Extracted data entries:
........
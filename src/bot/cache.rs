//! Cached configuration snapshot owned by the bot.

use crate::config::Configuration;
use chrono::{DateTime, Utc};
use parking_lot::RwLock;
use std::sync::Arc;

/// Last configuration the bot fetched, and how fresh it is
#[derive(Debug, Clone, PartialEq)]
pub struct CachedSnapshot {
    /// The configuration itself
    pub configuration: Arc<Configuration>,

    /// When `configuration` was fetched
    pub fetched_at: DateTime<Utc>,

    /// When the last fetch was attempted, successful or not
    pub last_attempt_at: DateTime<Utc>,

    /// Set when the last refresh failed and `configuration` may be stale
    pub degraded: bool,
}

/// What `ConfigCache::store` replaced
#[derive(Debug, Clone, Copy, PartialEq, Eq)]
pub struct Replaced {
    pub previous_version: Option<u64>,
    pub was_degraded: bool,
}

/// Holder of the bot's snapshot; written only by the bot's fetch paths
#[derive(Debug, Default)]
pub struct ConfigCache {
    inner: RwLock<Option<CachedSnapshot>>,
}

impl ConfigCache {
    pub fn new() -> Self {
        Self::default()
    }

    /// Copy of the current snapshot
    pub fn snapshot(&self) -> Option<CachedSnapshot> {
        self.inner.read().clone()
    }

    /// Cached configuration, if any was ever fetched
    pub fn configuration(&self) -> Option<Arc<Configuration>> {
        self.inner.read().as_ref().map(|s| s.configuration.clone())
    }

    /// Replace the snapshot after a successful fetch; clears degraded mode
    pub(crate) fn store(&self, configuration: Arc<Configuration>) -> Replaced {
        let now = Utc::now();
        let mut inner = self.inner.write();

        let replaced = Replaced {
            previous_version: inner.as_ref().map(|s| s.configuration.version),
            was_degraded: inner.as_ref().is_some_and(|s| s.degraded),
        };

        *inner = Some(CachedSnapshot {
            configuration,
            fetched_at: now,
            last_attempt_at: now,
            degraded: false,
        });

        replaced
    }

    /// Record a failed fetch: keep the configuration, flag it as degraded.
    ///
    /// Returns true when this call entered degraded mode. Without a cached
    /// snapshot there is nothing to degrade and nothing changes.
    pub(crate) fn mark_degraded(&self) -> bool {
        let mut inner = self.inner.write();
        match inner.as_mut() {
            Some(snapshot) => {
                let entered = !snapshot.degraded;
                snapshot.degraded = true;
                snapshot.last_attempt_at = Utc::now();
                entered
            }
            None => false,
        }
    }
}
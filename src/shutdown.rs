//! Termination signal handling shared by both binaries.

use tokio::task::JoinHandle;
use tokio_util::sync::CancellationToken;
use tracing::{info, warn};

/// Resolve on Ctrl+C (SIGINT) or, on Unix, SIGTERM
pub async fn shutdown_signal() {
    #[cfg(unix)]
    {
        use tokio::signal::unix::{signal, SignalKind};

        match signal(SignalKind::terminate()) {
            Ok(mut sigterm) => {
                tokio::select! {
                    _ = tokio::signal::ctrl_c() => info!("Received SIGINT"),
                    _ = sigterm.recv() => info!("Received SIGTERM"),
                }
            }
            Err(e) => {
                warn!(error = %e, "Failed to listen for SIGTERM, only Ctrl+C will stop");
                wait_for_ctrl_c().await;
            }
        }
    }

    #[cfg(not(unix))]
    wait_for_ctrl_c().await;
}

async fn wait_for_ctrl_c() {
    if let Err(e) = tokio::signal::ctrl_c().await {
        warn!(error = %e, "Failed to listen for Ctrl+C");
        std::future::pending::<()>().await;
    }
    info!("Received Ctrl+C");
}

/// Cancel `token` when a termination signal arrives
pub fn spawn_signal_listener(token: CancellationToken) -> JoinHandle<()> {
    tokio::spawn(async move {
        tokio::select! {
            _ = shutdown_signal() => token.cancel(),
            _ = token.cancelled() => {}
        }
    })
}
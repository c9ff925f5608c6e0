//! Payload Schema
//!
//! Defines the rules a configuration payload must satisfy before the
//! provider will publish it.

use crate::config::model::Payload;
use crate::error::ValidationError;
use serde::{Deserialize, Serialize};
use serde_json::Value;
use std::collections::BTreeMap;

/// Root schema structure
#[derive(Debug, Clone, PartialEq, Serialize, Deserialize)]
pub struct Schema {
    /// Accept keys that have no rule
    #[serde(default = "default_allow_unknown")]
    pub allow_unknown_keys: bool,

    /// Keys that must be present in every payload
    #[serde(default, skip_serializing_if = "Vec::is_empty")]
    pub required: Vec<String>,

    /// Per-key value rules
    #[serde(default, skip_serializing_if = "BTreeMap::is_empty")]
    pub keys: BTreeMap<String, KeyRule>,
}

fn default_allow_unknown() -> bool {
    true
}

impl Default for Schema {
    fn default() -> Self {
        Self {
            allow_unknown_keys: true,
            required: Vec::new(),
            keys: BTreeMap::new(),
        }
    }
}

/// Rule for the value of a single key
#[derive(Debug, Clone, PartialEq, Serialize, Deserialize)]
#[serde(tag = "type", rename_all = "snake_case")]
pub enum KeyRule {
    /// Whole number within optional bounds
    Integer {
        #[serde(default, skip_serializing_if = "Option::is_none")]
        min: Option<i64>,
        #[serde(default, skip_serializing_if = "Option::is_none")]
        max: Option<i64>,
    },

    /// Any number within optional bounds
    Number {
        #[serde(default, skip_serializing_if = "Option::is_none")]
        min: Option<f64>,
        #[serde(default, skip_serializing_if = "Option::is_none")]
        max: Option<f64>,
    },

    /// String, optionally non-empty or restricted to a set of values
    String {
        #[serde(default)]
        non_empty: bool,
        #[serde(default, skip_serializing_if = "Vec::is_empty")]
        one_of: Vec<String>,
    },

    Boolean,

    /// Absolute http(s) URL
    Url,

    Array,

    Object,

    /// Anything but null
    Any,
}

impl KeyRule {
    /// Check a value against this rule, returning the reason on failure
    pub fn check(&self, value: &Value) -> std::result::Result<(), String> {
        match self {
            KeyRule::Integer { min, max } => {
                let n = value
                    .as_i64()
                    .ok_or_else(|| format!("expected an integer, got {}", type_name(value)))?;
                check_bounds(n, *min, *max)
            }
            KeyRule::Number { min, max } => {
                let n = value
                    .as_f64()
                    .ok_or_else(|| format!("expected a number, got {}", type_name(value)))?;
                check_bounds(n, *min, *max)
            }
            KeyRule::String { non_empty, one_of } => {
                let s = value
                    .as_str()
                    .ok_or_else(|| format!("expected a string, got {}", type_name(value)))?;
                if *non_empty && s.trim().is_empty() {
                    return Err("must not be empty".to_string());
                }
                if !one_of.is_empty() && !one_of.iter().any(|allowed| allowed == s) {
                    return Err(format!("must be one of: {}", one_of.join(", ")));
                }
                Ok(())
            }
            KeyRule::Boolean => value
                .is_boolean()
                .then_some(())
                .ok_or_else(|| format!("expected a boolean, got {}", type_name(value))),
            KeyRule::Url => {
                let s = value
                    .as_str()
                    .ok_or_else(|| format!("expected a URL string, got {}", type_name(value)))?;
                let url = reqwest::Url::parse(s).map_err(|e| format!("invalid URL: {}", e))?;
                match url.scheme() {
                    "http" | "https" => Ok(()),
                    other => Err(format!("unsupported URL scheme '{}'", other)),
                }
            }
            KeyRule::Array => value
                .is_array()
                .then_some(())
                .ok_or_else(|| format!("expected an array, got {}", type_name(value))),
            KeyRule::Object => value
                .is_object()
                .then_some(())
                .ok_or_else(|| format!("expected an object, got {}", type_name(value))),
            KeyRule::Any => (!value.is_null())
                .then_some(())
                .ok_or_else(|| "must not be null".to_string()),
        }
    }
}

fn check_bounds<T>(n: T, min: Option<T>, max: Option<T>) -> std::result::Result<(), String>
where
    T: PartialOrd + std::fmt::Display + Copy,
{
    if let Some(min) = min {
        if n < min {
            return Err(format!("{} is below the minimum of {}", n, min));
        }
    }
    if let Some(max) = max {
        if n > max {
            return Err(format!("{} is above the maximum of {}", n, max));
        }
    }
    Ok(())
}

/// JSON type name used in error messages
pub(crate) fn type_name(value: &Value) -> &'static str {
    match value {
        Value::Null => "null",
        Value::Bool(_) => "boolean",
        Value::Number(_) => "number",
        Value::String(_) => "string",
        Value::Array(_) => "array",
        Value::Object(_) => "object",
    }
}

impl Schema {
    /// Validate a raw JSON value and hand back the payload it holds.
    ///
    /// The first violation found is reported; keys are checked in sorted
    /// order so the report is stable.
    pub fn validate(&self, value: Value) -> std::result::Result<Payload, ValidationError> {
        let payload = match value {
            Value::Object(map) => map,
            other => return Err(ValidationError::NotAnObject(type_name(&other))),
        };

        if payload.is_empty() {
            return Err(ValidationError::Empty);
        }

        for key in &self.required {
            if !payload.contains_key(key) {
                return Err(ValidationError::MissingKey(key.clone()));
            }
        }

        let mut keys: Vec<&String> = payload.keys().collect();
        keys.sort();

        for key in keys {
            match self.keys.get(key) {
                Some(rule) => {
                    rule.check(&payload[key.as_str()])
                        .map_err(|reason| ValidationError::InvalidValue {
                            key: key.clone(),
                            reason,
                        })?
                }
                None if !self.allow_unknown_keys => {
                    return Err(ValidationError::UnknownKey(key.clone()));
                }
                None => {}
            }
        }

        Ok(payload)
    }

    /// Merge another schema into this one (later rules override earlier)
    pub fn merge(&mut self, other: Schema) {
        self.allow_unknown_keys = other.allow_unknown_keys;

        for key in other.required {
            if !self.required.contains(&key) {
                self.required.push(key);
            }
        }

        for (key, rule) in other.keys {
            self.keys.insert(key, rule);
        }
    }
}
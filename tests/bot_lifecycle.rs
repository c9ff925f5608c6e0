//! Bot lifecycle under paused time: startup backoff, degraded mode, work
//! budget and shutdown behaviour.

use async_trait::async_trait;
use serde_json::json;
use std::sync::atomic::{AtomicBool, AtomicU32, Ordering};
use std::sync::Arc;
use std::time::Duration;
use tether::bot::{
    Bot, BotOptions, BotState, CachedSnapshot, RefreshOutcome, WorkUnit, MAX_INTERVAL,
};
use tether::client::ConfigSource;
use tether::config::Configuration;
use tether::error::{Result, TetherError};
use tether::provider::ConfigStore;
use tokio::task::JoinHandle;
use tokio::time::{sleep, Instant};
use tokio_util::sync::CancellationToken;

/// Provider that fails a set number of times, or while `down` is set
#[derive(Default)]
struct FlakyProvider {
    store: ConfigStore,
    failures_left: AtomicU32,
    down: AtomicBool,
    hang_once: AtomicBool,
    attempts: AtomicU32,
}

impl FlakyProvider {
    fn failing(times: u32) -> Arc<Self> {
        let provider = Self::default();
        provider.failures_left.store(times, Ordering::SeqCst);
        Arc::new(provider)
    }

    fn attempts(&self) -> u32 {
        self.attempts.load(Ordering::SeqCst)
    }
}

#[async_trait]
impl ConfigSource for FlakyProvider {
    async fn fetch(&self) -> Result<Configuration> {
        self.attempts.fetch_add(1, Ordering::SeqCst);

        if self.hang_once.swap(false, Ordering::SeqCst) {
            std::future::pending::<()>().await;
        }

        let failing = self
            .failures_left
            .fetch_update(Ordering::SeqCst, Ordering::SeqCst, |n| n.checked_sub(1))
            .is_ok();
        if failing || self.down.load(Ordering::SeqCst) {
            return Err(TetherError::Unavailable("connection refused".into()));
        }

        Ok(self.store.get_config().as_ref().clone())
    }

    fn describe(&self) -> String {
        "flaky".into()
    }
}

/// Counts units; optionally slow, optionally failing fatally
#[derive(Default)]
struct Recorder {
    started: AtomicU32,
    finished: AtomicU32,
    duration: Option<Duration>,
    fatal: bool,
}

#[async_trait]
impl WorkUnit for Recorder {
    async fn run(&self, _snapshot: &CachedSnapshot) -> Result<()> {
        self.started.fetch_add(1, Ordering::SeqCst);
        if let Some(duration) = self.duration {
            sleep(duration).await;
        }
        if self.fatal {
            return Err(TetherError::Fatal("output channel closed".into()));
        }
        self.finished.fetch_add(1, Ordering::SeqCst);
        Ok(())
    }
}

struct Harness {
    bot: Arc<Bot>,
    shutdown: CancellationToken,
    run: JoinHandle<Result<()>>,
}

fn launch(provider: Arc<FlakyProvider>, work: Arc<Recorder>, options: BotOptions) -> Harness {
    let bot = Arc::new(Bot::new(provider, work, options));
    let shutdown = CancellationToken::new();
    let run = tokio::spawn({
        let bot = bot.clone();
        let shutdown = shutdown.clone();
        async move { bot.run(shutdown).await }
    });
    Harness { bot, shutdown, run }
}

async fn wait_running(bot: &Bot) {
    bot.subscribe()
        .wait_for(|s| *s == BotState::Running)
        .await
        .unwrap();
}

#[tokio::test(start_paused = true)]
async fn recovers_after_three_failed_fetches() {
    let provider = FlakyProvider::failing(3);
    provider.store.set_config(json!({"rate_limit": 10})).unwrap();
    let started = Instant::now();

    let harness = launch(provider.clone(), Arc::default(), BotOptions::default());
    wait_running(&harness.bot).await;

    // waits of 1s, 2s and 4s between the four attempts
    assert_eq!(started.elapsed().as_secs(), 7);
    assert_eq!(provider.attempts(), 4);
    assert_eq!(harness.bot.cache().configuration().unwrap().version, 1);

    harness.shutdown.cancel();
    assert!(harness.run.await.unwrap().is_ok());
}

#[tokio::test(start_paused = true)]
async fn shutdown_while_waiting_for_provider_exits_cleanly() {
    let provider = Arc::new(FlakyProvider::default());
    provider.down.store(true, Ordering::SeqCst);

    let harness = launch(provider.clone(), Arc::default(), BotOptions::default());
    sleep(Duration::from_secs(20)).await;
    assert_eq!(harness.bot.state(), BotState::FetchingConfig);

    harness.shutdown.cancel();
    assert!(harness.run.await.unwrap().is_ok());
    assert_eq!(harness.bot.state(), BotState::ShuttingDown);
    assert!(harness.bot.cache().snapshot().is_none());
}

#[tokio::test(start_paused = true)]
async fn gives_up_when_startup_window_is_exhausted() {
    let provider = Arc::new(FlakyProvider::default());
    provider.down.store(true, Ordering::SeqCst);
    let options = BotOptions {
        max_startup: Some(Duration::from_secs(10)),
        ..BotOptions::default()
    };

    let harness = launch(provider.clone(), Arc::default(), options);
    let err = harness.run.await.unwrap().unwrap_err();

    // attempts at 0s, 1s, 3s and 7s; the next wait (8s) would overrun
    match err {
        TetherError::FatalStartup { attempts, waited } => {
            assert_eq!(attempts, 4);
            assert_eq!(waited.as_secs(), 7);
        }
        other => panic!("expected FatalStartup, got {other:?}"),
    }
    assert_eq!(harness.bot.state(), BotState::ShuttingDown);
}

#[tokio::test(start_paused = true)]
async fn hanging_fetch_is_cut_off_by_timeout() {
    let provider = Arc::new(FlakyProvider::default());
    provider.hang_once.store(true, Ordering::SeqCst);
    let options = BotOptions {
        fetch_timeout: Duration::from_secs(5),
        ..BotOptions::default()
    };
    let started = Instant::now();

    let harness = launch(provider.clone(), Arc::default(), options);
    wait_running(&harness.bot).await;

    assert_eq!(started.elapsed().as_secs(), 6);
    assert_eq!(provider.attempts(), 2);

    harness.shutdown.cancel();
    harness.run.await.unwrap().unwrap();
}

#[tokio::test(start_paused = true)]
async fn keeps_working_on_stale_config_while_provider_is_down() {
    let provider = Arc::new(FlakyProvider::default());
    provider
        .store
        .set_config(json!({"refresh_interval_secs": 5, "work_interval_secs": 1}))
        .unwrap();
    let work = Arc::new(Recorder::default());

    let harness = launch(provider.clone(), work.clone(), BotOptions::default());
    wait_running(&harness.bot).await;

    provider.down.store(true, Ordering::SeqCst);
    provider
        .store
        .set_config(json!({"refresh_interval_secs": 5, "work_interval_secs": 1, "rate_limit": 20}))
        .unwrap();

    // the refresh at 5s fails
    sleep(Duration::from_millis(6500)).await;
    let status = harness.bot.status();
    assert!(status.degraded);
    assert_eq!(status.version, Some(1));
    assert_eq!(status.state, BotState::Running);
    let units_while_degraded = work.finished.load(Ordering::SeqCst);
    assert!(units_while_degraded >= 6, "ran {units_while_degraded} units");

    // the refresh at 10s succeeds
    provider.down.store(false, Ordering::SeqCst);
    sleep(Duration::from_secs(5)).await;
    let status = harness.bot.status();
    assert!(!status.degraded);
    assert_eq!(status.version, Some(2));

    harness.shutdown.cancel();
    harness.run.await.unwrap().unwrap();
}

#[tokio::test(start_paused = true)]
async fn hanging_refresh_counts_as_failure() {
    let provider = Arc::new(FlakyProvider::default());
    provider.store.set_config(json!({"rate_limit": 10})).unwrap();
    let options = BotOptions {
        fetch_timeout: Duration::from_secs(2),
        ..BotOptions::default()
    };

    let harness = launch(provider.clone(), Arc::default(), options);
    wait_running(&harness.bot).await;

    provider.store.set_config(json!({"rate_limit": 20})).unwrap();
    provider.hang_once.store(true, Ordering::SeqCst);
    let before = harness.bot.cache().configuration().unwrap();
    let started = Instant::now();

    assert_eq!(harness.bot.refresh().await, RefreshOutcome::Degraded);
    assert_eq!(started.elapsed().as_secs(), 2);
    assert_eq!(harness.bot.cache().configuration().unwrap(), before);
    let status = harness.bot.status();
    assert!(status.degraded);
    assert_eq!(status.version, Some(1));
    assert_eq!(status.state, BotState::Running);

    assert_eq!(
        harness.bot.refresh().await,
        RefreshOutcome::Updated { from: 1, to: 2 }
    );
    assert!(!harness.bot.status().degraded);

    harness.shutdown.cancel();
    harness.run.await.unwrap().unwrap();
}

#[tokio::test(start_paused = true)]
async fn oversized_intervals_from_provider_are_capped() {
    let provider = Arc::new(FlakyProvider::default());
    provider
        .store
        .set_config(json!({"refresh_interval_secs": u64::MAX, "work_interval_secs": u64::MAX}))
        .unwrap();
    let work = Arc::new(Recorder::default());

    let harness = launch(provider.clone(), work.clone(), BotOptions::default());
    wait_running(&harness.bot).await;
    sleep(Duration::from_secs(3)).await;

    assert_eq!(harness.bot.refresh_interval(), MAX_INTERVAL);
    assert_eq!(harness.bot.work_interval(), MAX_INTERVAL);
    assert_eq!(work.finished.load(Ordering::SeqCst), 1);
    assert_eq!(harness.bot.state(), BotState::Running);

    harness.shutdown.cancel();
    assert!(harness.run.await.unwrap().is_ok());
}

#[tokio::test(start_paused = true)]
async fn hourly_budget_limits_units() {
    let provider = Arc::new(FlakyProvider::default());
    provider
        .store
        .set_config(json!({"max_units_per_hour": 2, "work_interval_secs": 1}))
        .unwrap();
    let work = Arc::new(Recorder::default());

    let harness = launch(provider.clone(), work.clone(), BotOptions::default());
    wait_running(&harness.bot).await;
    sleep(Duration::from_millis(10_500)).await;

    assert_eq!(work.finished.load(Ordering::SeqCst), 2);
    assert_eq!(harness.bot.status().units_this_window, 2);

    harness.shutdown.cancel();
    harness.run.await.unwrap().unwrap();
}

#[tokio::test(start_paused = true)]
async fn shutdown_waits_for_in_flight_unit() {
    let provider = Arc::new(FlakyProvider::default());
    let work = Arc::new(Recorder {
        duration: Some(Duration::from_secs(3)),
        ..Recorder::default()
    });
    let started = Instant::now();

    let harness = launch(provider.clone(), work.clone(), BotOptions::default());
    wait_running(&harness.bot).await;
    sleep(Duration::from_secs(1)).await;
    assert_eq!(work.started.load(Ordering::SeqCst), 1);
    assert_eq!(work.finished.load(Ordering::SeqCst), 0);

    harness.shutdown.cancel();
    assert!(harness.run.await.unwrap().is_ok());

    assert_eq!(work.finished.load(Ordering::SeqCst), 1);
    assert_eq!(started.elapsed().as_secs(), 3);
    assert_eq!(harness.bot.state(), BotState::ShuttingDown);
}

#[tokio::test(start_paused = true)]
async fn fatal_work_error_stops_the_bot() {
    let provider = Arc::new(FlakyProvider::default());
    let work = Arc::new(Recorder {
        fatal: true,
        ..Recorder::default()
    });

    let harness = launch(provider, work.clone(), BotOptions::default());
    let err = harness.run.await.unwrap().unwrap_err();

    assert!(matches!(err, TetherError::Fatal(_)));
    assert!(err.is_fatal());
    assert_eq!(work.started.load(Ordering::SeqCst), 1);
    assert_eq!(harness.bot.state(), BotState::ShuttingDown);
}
........
**TRY IT**
Pick out and copy the lines of the entries that hold the string "warn".

**ANSWER BOX**
use tracing::{info, warn};
                warn!(error = %e, "Failed to listen for SIGTERM, only Ctrl+C will stop");
        warn!(error = %e, "Failed to listen for Ctrl+C");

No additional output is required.